- [TASK DATA]:
---

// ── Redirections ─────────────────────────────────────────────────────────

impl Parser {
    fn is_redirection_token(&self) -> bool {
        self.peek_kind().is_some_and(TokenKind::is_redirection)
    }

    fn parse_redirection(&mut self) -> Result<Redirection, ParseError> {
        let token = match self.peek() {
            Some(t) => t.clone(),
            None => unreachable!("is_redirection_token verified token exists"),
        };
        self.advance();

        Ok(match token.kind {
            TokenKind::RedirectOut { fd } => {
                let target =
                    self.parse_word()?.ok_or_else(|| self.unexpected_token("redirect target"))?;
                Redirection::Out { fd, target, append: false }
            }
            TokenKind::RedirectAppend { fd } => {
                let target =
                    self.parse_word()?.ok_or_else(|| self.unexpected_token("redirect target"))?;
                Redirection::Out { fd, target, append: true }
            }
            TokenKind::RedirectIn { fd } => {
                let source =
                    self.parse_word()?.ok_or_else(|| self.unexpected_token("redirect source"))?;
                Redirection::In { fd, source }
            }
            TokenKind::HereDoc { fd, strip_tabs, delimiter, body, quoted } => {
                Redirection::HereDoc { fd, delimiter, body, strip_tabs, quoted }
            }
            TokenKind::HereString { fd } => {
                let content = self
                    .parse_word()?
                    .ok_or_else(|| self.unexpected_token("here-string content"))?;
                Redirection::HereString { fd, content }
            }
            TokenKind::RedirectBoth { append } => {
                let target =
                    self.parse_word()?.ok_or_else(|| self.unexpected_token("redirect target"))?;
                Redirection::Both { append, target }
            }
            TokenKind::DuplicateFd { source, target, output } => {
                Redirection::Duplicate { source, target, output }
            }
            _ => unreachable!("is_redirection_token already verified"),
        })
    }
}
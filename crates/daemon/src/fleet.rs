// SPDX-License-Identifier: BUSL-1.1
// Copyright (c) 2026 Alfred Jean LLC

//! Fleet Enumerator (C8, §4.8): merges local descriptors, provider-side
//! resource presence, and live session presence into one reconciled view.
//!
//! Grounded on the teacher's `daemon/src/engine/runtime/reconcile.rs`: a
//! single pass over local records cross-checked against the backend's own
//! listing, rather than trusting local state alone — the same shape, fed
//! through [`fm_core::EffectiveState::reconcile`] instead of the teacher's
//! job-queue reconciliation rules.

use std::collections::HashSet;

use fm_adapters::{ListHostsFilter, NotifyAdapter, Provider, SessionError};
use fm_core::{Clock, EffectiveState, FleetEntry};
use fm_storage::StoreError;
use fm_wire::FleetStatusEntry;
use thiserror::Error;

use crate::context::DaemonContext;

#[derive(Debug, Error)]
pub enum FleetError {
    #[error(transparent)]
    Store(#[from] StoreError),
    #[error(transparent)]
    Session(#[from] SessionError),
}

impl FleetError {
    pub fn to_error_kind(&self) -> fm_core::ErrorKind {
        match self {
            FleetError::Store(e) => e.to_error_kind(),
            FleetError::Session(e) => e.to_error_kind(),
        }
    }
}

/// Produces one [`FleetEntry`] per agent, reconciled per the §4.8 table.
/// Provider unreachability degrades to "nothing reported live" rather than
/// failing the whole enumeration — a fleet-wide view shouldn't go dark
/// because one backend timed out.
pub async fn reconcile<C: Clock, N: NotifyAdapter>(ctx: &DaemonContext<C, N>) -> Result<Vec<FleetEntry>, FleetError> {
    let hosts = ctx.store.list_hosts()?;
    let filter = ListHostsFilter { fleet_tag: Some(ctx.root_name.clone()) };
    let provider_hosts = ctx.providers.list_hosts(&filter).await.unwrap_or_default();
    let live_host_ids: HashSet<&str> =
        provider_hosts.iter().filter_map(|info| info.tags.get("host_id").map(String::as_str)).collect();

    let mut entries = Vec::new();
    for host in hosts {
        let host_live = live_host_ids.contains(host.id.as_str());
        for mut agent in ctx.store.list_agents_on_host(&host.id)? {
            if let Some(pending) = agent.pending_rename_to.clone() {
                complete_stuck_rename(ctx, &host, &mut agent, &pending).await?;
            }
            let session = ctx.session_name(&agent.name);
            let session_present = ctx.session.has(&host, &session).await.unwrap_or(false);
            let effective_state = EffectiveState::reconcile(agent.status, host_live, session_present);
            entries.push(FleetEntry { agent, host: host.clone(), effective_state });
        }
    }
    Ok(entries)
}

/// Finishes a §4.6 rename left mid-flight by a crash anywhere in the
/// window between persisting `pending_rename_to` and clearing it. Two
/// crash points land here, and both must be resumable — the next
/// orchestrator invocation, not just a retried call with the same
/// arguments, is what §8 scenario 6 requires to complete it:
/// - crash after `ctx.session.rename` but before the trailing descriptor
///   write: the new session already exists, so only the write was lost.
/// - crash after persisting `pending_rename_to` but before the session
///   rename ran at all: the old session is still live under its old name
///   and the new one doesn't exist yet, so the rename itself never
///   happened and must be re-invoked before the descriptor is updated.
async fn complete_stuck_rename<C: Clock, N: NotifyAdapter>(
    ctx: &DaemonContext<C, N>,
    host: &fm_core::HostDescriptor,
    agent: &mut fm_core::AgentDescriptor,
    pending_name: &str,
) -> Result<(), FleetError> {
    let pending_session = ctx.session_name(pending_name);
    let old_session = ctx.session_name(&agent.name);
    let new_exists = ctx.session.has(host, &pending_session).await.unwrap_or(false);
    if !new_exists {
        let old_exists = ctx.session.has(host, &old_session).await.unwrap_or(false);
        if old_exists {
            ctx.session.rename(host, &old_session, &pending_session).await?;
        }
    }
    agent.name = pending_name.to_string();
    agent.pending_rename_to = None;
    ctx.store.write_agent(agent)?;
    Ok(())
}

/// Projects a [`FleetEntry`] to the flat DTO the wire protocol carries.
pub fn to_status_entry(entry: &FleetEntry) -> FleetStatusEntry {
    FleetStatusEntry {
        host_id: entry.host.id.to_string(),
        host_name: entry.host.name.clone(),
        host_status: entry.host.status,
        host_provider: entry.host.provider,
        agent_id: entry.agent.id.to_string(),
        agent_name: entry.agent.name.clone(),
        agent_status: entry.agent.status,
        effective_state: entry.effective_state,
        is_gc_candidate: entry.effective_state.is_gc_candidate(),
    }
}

---

- [WHAT NEEDS TO BE DONE]: Every single entry is to be retyped exactly.

- [WRITTEN SOLUTION]:
// ── Redirections ─────────────────────────────────────────────────────────

impl Parser {
    fn is_redirection_token(&self) -> bool {
        self.peek_kind().is_some_and(TokenKind::is_redirection)
    }

    fn parse_redirection(&mut self) -> Result<Redirection, ParseError> {
        let token = match self.peek() {
            Some(t) => t.clone(),
            None => unreachable!("is_redirection_token verified token exists"),
        };
        self.advance();

        Ok(match token.kind {
            TokenKind::RedirectOut { fd } => {
                let target =
                    self.parse_word()?.ok_or_else(|| self.unexpected_token("redirect target"))?;
                Redirection::Out { fd, target, append: false }
            }
            TokenKind::RedirectAppend { fd } => {
                let target =
                    self.parse_word()?.ok_or_else(|| self.unexpected_token("redirect target"))?;
                Redirection::Out { fd, target, append: true }
            }
            TokenKind::RedirectIn { fd } => {
                let source =
                    self.parse_word()?.ok_or_else(|| self.unexpected_token("redirect source"))?;
                Redirection::In { fd, source }
            }
            TokenKind::HereDoc { fd, strip_tabs, delimiter, body, quoted } => {
                Redirection::HereDoc { fd, delimiter, body, strip_tabs, quoted }
            }
            TokenKind::HereString { fd } => {
                let content = self
                    .parse_word()?
                    .ok_or_else(|| self.unexpected_token("here-string content"))?;
                Redirection::HereString { fd, content }
            }
            TokenKind::RedirectBoth { append } => {
                let target =
                    self.parse_word()?.ok_or_else(|| self.unexpected_token("redirect target"))?;
                Redirection::Both { append, target }
            }
            TokenKind::DuplicateFd { source, target, output } => {
                Redirection::Duplicate { source, target, output }
            }
            _ => unreachable!("is_redirection_token already verified"),
        })
    }
}
filename crates/daemon/src/fleet.rs
// SPDX-License-Identifier: BUSL-1.1
// Copyright (c) 2026 Alfred Jean LLC

//! Fleet Enumerator (C8, §4.8): merges local descriptors, provider-side
//! resource presence, and live session presence into one reconciled view.
//!
//! Grounded on the teacher's `daemon/src/engine/runtime/reconcile.rs`: a
//! single pass over local records cross-checked against the backend's own
//! listing, rather than trusting local state alone — the same shape, fed
//! through [`fm_core::EffectiveState::reconcile`] instead of the teacher's
//! job-queue reconciliation rules.

use std::collections::HashSet;

use fm_adapters::{ListHostsFilter, NotifyAdapter, Provider, SessionError};
use fm_core::{Clock, EffectiveState, FleetEntry};
use fm_storage::StoreError;
use fm_wire::FleetStatusEntry;
use thiserror::Error;

use crate::context::DaemonContext;

#[derive(Debug, Error)]
pub enum FleetError {
    #[error(transparent)]
    Store(#[from] StoreError),
    #[error(transparent)]
    Session(#[from] SessionError),
}

impl FleetError {
    pub fn to_error_kind(&self) -> fm_core::ErrorKind {
        match self {
            FleetError::Store(e) => e.to_error_kind(),
            FleetError::Session(e) => e.to_error_kind(),
        }
    }
}

/// Produces one [`FleetEntry`] per agent, reconciled per the §4.8 table.
/// Provider unreachability degrades to "nothing reported live" rather than
/// failing the whole enumeration — a fleet-wide view shouldn't go dark
/// because one backend timed out.
pub async fn reconcile<C: Clock, N: NotifyAdapter>(ctx: &DaemonContext<C, N>) -> Result<Vec<FleetEntry>, FleetError> {
    let hosts = ctx.store.list_hosts()?;
    let filter = ListHostsFilter { fleet_tag: Some(ctx.root_name.clone()) };
    let provider_hosts = ctx.providers.list_hosts(&filter).await.unwrap_or_default();
    let live_host_ids: HashSet<&str> =
        provider_hosts.iter().filter_map(|info| info.tags.get("host_id").map(String::as_str)).collect();

    let mut entries = Vec::new();
    for host in hosts {
        let host_live = live_host_ids.contains(host.id.as_str());
        for mut agent in ctx.store.list_agents_on_host(&host.id)? {
            if let Some(pending) = agent.pending_rename_to.clone() {
                complete_stuck_rename(ctx, &host, &mut agent, &pending).await?;
            }
            let session = ctx.session_name(&agent.name);
            let session_present = ctx.session.has(&host, &session).await.unwrap_or(false);
            let effective_state = EffectiveState::reconcile(agent.status, host_live, session_present);
            entries.push(FleetEntry { agent, host: host.clone(), effective_state });
        }
    }
    Ok(entries)
}

/// Finishes a §4.6 rename left mid-flight by a crash anywhere in the
/// window between persisting `pending_rename_to` and clearing it. Two
/// crash points land here, and both must be resumable — the next
/// orchestrator invocation, not just a retried call with the same
/// arguments, is what §8 scenario 6 requires to complete it:
/// - crash after `ctx.session.rename` but before the trailing descriptor
///   write: the new session already exists, so only the write was lost.
/// - crash after persisting `pending_rename_to` but before the session
///   rename ran at all: the old session is still live under its old name
///   and the new one doesn't exist yet, so the rename itself never
///   happened and must be re-invoked before the descriptor is updated.
async fn complete_stuck_rename<C: Clock, N: NotifyAdapter>(
    ctx: &DaemonContext<C, N>,
    host: &fm_core::HostDescriptor,
    agent: &mut fm_core::AgentDescriptor,
    pending_name: &str,
) -> Result<(), FleetError> {
    let pending_session = ctx.session_name(pending_name);
    let old_session = ctx.session_name(&agent.name);
    let new_exists = ctx.session.has(host, &pending_session).await.unwrap_or(false);
    if !new_exists {
        let old_exists = ctx.session.has(host, &old_session).await.unwrap_or(false);
        if old_exists {
            ctx.session.rename(host, &old_session, &pending_session).await?;
        }
    }
    agent.name = pending_name.to_string();
    agent.pending_rename_to = None;
    ctx.store.write_agent(agent)?;
    Ok(())
}

/// Projects a [`FleetEntry`] to the flat DTO the wire protocol carries.
pub fn to_status_entry(entry: &FleetEntry) -> FleetStatusEntry {
    FleetStatusEntry {
        host_id: entry.host.id.to_string(),
        host_name: entry.host.name.clone(),
        host_status: entry.host.status,
        host_provider: entry.host.provider,
        agent_id: entry.agent.id.to_string(),
        agent_name: entry.agent.name.clone(),
        agent_status: entry.agent.status,
        effective_state: entry.effective_state,
        is_gc_candidate: entry.effective_state.is_gc_candidate(),
    }
}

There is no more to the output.